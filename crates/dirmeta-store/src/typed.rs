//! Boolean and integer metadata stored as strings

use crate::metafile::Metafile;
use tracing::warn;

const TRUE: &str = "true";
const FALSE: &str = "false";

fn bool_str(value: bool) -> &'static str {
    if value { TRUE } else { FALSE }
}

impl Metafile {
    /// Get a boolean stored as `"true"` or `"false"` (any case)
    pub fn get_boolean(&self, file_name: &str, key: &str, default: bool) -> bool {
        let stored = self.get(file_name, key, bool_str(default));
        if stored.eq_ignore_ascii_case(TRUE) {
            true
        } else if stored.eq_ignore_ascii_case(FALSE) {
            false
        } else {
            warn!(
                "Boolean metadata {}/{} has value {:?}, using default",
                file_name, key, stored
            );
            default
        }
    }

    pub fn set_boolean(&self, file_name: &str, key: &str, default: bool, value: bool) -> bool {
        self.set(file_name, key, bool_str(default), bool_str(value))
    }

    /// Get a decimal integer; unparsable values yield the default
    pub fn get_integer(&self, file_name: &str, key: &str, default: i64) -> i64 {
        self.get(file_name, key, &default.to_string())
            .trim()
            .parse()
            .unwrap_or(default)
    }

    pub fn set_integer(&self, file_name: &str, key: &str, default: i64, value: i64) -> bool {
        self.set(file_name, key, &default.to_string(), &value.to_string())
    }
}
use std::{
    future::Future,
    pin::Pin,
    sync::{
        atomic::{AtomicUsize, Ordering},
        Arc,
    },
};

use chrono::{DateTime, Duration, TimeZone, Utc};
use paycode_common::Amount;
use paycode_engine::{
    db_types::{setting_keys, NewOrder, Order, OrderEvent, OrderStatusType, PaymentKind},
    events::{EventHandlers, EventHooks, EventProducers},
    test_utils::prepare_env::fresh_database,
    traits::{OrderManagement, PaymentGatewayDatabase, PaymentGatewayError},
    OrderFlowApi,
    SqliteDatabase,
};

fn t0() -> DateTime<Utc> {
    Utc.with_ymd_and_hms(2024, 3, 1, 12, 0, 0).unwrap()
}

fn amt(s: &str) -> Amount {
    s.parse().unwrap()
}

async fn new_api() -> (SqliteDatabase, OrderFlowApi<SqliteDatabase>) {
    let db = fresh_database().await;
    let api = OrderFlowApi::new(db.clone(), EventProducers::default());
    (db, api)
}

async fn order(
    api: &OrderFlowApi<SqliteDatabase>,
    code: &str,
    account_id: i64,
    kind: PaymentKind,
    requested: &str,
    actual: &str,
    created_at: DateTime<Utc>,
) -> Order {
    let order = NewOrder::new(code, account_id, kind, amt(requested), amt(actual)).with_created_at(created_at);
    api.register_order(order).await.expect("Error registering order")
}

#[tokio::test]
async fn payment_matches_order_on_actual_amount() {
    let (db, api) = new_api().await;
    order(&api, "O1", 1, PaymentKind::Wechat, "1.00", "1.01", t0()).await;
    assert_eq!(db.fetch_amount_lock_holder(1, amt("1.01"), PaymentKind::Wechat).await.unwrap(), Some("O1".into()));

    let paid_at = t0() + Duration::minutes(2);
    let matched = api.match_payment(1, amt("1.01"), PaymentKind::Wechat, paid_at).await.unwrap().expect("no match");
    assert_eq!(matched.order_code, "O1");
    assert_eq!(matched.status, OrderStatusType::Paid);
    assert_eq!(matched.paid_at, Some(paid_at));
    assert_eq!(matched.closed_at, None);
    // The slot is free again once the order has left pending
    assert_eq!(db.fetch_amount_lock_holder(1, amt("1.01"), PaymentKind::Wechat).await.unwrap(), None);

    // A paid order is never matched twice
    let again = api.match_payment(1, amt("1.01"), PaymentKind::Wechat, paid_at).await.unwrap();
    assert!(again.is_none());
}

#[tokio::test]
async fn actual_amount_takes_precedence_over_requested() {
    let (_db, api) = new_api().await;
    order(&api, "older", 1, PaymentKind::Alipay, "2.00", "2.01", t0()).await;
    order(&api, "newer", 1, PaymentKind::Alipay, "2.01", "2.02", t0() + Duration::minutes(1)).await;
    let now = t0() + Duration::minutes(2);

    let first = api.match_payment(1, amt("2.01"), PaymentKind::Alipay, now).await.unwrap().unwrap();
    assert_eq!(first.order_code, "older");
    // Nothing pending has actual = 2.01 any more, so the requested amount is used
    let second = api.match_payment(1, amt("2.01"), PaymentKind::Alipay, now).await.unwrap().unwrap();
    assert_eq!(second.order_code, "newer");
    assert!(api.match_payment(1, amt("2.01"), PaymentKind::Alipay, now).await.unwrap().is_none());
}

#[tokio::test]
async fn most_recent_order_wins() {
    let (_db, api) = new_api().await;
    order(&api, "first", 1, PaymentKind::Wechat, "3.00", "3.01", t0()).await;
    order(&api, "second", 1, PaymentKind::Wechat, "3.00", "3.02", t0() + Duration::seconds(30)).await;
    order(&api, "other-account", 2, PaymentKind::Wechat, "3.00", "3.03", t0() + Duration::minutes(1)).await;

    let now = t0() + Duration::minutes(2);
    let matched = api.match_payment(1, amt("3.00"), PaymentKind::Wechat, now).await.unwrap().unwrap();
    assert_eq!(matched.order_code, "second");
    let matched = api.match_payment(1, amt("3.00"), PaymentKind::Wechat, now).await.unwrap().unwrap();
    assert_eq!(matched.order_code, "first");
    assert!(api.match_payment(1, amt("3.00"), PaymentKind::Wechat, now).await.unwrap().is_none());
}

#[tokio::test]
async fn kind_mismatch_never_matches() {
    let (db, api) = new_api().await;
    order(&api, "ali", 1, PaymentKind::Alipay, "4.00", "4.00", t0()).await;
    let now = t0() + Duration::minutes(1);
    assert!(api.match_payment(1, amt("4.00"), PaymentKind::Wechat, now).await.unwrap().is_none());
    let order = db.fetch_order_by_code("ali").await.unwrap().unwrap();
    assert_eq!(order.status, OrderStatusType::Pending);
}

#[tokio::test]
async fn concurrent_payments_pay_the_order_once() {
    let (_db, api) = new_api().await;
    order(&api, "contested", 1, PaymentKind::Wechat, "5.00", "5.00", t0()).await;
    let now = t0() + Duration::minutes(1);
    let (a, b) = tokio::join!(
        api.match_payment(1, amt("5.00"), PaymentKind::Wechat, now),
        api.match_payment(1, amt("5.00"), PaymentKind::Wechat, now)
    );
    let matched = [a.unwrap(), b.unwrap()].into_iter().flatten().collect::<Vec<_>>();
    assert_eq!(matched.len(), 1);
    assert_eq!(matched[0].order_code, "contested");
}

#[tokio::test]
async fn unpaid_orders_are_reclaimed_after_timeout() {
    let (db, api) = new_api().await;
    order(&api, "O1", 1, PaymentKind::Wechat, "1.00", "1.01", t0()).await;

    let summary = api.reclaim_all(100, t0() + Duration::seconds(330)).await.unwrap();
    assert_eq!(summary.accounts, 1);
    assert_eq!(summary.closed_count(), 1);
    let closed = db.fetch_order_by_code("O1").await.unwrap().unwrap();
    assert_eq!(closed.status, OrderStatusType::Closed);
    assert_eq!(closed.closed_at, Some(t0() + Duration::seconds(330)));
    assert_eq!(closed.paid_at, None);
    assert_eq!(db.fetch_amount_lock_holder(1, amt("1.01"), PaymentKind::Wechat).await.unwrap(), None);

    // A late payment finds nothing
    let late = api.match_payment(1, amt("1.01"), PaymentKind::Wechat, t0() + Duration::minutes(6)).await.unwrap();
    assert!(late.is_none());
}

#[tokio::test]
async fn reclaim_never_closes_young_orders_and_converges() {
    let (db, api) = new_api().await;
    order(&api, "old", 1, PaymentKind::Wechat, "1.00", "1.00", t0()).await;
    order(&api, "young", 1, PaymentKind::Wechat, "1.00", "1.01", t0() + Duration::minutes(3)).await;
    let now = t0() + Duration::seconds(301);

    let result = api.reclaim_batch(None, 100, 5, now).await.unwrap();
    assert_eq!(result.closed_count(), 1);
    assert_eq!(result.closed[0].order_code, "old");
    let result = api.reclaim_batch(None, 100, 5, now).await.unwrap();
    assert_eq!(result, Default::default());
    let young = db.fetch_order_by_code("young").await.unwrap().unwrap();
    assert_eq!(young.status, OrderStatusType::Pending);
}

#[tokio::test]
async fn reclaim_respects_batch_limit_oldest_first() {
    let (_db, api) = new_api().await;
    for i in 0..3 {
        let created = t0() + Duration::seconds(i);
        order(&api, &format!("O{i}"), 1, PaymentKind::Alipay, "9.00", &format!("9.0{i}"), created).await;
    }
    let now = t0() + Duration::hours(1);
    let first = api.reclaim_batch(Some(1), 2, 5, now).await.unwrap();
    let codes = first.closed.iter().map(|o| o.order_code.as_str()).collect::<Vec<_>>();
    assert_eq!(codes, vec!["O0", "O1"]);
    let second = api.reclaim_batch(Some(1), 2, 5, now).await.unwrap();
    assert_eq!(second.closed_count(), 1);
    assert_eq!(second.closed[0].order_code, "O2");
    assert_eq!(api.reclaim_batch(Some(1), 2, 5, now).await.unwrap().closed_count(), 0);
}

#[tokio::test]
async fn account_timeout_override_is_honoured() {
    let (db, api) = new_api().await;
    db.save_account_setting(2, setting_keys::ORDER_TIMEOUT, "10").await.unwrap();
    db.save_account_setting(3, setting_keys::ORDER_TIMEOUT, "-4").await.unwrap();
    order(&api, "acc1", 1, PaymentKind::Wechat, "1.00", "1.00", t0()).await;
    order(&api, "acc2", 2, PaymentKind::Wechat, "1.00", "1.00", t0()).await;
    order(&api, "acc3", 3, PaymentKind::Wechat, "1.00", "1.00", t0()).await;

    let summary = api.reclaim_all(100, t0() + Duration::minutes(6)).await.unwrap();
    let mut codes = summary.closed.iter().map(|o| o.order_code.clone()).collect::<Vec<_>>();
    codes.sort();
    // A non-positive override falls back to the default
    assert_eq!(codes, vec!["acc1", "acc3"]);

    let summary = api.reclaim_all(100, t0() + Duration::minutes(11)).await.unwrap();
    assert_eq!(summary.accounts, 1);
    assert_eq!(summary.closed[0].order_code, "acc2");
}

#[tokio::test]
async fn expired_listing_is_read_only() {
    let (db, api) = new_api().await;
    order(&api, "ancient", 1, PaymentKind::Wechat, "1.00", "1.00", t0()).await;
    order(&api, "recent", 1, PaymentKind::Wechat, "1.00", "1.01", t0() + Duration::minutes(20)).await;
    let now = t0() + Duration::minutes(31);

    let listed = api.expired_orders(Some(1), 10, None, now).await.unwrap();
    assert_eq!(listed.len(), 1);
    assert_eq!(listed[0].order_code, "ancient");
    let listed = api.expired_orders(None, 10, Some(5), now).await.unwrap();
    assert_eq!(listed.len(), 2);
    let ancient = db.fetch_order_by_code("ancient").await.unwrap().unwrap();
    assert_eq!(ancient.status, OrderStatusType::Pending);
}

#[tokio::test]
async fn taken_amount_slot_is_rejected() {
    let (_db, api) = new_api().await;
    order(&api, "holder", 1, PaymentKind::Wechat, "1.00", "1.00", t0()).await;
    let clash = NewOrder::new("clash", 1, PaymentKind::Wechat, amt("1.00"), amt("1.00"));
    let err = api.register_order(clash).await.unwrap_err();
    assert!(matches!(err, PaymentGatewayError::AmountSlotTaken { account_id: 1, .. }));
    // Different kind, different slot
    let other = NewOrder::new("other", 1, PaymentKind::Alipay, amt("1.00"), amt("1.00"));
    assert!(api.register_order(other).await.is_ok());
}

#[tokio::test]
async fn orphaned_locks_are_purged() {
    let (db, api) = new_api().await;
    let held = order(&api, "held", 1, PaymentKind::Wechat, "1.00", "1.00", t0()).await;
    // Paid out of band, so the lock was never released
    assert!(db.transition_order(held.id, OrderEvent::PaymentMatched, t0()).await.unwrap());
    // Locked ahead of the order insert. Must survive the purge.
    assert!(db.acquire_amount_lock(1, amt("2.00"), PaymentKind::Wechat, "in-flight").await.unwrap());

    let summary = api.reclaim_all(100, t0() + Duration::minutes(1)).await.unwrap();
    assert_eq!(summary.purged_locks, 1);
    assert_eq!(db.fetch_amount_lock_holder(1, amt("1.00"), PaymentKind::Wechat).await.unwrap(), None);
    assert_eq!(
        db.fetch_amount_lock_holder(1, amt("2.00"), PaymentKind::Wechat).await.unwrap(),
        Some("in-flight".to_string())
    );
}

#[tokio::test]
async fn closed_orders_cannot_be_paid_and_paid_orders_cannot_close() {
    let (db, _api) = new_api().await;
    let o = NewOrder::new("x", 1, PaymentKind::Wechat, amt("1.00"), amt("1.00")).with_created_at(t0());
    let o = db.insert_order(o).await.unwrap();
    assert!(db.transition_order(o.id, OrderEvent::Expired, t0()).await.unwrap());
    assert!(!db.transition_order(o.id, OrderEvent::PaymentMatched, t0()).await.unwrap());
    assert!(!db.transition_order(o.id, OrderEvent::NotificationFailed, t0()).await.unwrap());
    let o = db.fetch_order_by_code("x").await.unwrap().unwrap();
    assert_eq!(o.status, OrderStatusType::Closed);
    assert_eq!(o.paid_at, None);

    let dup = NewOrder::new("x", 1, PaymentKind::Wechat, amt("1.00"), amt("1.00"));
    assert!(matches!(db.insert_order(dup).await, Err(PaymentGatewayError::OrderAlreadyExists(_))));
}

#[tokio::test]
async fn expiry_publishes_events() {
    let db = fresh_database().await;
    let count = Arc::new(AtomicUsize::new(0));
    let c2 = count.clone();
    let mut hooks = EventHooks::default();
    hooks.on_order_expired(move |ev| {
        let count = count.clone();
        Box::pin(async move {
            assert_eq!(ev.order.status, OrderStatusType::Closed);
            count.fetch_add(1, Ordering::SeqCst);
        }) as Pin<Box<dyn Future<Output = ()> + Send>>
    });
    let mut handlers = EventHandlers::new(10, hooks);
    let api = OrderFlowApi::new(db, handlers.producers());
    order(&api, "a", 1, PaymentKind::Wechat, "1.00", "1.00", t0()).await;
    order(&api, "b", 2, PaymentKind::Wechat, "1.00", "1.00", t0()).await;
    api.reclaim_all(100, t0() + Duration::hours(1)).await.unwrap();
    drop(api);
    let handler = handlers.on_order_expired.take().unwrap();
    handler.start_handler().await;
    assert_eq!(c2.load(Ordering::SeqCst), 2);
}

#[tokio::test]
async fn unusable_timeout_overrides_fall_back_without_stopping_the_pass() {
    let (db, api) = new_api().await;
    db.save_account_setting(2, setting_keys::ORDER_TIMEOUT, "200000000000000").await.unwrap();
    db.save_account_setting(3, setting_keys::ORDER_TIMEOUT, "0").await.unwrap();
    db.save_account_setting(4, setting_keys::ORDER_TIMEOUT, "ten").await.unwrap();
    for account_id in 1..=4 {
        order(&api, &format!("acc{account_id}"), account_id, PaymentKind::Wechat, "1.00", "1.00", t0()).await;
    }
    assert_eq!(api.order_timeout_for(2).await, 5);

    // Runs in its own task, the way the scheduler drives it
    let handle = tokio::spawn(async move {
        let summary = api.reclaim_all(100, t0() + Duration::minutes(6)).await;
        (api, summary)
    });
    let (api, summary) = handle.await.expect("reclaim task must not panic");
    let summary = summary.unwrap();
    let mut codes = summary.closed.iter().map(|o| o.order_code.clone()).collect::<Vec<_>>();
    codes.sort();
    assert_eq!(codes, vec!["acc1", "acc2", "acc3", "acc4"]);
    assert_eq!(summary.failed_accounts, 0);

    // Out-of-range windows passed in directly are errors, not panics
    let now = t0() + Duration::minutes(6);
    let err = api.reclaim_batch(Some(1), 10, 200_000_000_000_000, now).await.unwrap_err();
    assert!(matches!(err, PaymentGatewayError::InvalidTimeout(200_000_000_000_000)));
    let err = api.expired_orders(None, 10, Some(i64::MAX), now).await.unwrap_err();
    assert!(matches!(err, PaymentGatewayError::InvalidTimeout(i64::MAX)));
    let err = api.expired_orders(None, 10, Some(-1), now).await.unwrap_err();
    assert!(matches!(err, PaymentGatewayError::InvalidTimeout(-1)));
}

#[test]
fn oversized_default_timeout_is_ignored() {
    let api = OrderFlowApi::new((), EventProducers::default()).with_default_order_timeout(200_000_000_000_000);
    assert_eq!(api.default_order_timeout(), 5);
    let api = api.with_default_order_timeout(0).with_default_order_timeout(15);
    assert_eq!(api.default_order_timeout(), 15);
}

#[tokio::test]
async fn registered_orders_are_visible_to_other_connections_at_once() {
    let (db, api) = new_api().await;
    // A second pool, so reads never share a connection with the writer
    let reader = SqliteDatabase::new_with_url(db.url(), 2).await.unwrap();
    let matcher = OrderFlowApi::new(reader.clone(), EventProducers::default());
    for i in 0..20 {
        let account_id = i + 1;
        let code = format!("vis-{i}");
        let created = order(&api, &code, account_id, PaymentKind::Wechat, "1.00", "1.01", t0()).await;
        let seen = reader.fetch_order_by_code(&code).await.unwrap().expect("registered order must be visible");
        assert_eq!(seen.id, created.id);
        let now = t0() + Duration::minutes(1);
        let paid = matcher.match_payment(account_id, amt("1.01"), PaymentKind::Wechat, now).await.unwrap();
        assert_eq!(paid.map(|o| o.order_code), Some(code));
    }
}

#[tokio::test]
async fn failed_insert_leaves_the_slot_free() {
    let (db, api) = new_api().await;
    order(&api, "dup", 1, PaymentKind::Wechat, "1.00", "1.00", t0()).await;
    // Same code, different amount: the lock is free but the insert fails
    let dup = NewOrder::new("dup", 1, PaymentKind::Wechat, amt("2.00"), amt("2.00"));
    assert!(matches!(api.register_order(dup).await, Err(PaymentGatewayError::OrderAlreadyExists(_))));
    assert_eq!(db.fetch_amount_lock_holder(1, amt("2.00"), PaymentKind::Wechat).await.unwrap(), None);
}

-=-=-=-=-

--- WHAT TO DO ---
Work out how many lines in the records hold the word "held", and answer with that number alone.

--- EXERCISE ANSWER ---
2